The new Dante reminded me a lot of Hayden Christensen (who butchered the Star Wars prequels) and I did not feel as if Ninja Theory would be able replicate the series’ fast paced combat style of gameplay. Having played and finished the game, I must say that this reboot is actually pretty good.

The main thing I loved about DmC: Devil May Cry is its story and the way Ninja Theory was able to create characters that we can actually care about.

In all honesty, the previous Devil May Cry games did not have any compelling stories and they did not explain to us properly about Dante’s past.

This game is like the Batman Begins or X-Men: First Class for the Devil May Cry series.

When we first see Dante, he’s forgotten everything about his childhood and is just spending his days boozing and sleeping with any girl he can hook up with at his local nightclub.

His life drastically changes when a demon named Mundus (who killed his angel mother) learns of his existence and wants him dead.

Once he meets up with a mysterious human girl named Kat, she introduces him to his brother Vergil who reveals to him his past and Mundus’ intentions of controlling the world.

Without spoiling too much of the game’s story, I was intrigued by it throughout the entire game. Here the game explains more about Dante’s and Vergil’s parents and also why both of them become rivals as seen in Devil May Cry 3.

It’s a perfect prequel to the series and is doesn’t stray too much from the original Devil May Cry canon as initially thought by long term fans of the series.

The one thing that might disappoint fans of the series is the gameplay. Some parts of the gameplay has been retained, but the overall level design and some parts of the combat has changed that might not be received as well by some fans.

For one thing, the previous games played more like the old Castlevania video games. That is to say it was a mix of puzzle solving and finding keys to open locked doors along with exciting combat against many unworldly creatures.

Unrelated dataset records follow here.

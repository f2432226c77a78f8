#[derive(Debug, thiserror::Error)]
pub enum CoreError {
    #[error("invalid configuration: {0}")]
    InvalidConfig(String),
    #[error("failed to read session file: {0}")]
    SessionRead(std::io::Error),
    #[error("failed to write session file: {0}")]
    SessionWrite(std::io::Error),
    #[error("session file is not valid: {0}")]
    SessionFormat(String),
    #[error("failed to read draft: {0}")]
    DraftRead(std::io::Error),
    #[error("draft schema mismatch at {path}: {message}")]
    DraftFormat { path: String, message: String },
    #[error("invalid patch: {0}")]
    InvalidPatch(String),
    #[error("code table error: {0}")]
    Codes(#[from] inder_codes::CodesError),
}

pub type CoreResult<T> = std::result::Result<T, CoreError>;
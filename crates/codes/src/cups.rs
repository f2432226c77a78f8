//! CUPS procedure table (Clasificación Única de Procedimientos en Salud).

use crate::{normalise_query, CodesError, CodesResult, MAX_SUGGESTIONS};
use std::collections::HashMap;

/// One CUPS row. `category` groups procedures for display (Laboratorios, Imágenes, ...).
#[derive(Debug, Clone, PartialEq, Eq, serde::Serialize, serde::Deserialize)]
#[serde(deny_unknown_fields)]
pub struct CupsEntry {
    pub code: String,
    pub name: String,
    pub category: String,
}

#[derive(Debug, Clone)]
pub struct CupsTable {
    entries: Vec<CupsEntry>,
    by_code: HashMap<String, usize>,
}

impl CupsTable {
    pub(crate) fn new(entries: Vec<CupsEntry>) -> CodesResult<Self> {
        let mut by_code = HashMap::with_capacity(entries.len());
        for (index, entry) in entries.iter().enumerate() {
            let code = digits_only(&entry.code);
            if code.is_empty() {
                return Err(CodesError::Schema {
                    table: "CUPS",
                    message: format!("at [{index}].code: code has no digits"),
                });
            }
            if by_code.insert(code.clone(), index).is_some() {
                return Err(CodesError::DuplicateCode {
                    table: "CUPS",
                    code,
                });
            }
        }
        Ok(Self { entries, by_code })
    }

    /// Exact lookup. Everything but digits is dropped first, so `"90.22.01"` finds `902201`.
    pub fn lookup(&self, code: &str) -> Option<&CupsEntry> {
        self.by_code
            .get(&digits_only(code))
            .map(|&index| &self.entries[index])
    }

    /// Name search with the same rules as the CIE-11 table.
    pub fn search(&self, query: &str) -> Vec<&CupsEntry> {
        let Some(query) = normalise_query(query) else {
            return Vec::new();
        };
        self.entries
            .iter()
            .filter(|entry| entry.name.to_lowercase().contains(&query))
            .take(MAX_SUGGESTIONS)
            .collect()
    }

    /// Distinct categories in first-seen order.
    pub fn categories(&self) -> Vec<&str> {
        let mut seen: Vec<&str> = Vec::new();
        for entry in &self.entries {
            if !seen.contains(&entry.category.as_str()) {
                seen.push(&entry.category);
            }
        }
        seen
    }

    pub fn entries(&self) -> &[CupsEntry] {
        &self.entries
    }

    pub fn len(&self) -> usize {
        self.entries.len()
    }

    pub fn is_empty(&self) -> bool {
        self.entries.is_empty()
    }
}

/// Formats a six-digit CUPS code as `NN.NN.NN`.
///
/// Anything that is not six digits after stripping non-digits is returned stripped but
/// otherwise unchanged.
pub fn format_cups_code(code: &str) -> String {
    let digits = digits_only(code);
    if digits.len() == 6 {
        format!("{}.{}.{}", &digits[0..2], &digits[2..4], &digits[4..6])
    } else {
        digits
    }
}

fn digits_only(code: &str) -> String {
    code.chars().filter(char::is_ascii_digit).collect()
}

#[cfg(test)]
mod tests {
    use super::*;
    use crate::CodeTables;

    fn tables() -> CodeTables {
        CodeTables::embedded().expect("embedded tables should parse")
    }

    #[test]
    fn test_lookup_strips_punctuation() {
        let tables = tables();
        let entry = tables.cups().lookup("90.22.01").expect("hemograma is in the table");
        assert_eq!(entry.name, "Hemograma completo");
        assert_eq!(entry.category, "Laboratorios");
    }

    #[test]
    fn test_lookup_unknown() {
        let tables = tables();
        assert!(tables.cups().lookup("000000").is_none());
        assert!(tables.cups().lookup("abc").is_none());
    }

    #[test]
    fn test_search_case_insensitive() {
        let tables = tables();
        let results = tables.cups().search("HEMO");
        let codes: Vec<&str> = results.iter().map(|e| e.code.as_str()).collect();
        assert_eq!(codes, vec!["902201", "902204", "903802", "906002"]);
    }

    #[test]
    fn test_search_is_capped() {
        let tables = tables();
        let results = tables.cups().search("radiografía");
        assert_eq!(results.len(), MAX_SUGGESTIONS);
        for entry in results {
            assert!(entry.name.to_lowercase().contains("radiografía"));
        }
    }

    #[test]
    fn test_table_is_in_numeric_order() {
        let tables = tables();
        let codes: Vec<u64> = tables
            .cups()
            .entries()
            .iter()
            .map(|e| e.code.parse().expect("numeric code"))
            .collect();
        let mut sorted = codes.clone();
        sorted.sort_unstable();
        assert_eq!(codes, sorted);
    }

    #[test]
    fn test_categories() {
        let tables = tables();
        let categories = tables.cups().categories();
        assert_eq!(categories.len(), 5);
        assert!(categories.contains(&"Pruebas Deportivas"));
    }

    #[test]
    fn test_format_cups_code() {
        assert_eq!(format_cups_code("902201"), "90.22.01");
        assert_eq!(format_cups_code(" 90-22-01 "), "90.22.01");
        assert_eq!(format_cups_code("9022"), "9022");
    }

    #[test]
    fn test_duplicate_code_rejected() {
        let cups = "- code: \"902201\"\n  name: \"A\"\n  category: \"X\"\n- code: \"90.22.01\"\n  name: \"B\"\n  category: \"X\"\n";
        let err = CodeTables::from_yaml("[]", cups).expect_err("duplicate should fail");
        assert!(matches!(err, CodesError::DuplicateCode { table: "CUPS", .. }));
    }
}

DmC: Devil May Cry however focuses heavily on combat and action only and the level design is mostly linear. Apart from a few platform-style jumping obstacles, there was only one puzzle that you needed to solve in the entire game.

That’s not to say that this game is just a “dumb” hack-n-slash video game because it’s not. The combat in this game is neither too easy nor hard.

The combat is very satisfying thanks to the arsenal of weapons and combos that Dante can accumulate throughout the entire game.

Some of the combos and weapons will be familiar to fans of the series but there are a few new things Dante has added to his repertoire too.

One of my favourites includes a grenade launcher that you can attach onto enemies before you can blast them back to hell.

Dante has “Angel” and “Devil” weapons and they glow blue and red respectively. The Angel weapons allow you to repel to higher places which is very helpful to the aforementioned jumping segments you will have to go through during the game.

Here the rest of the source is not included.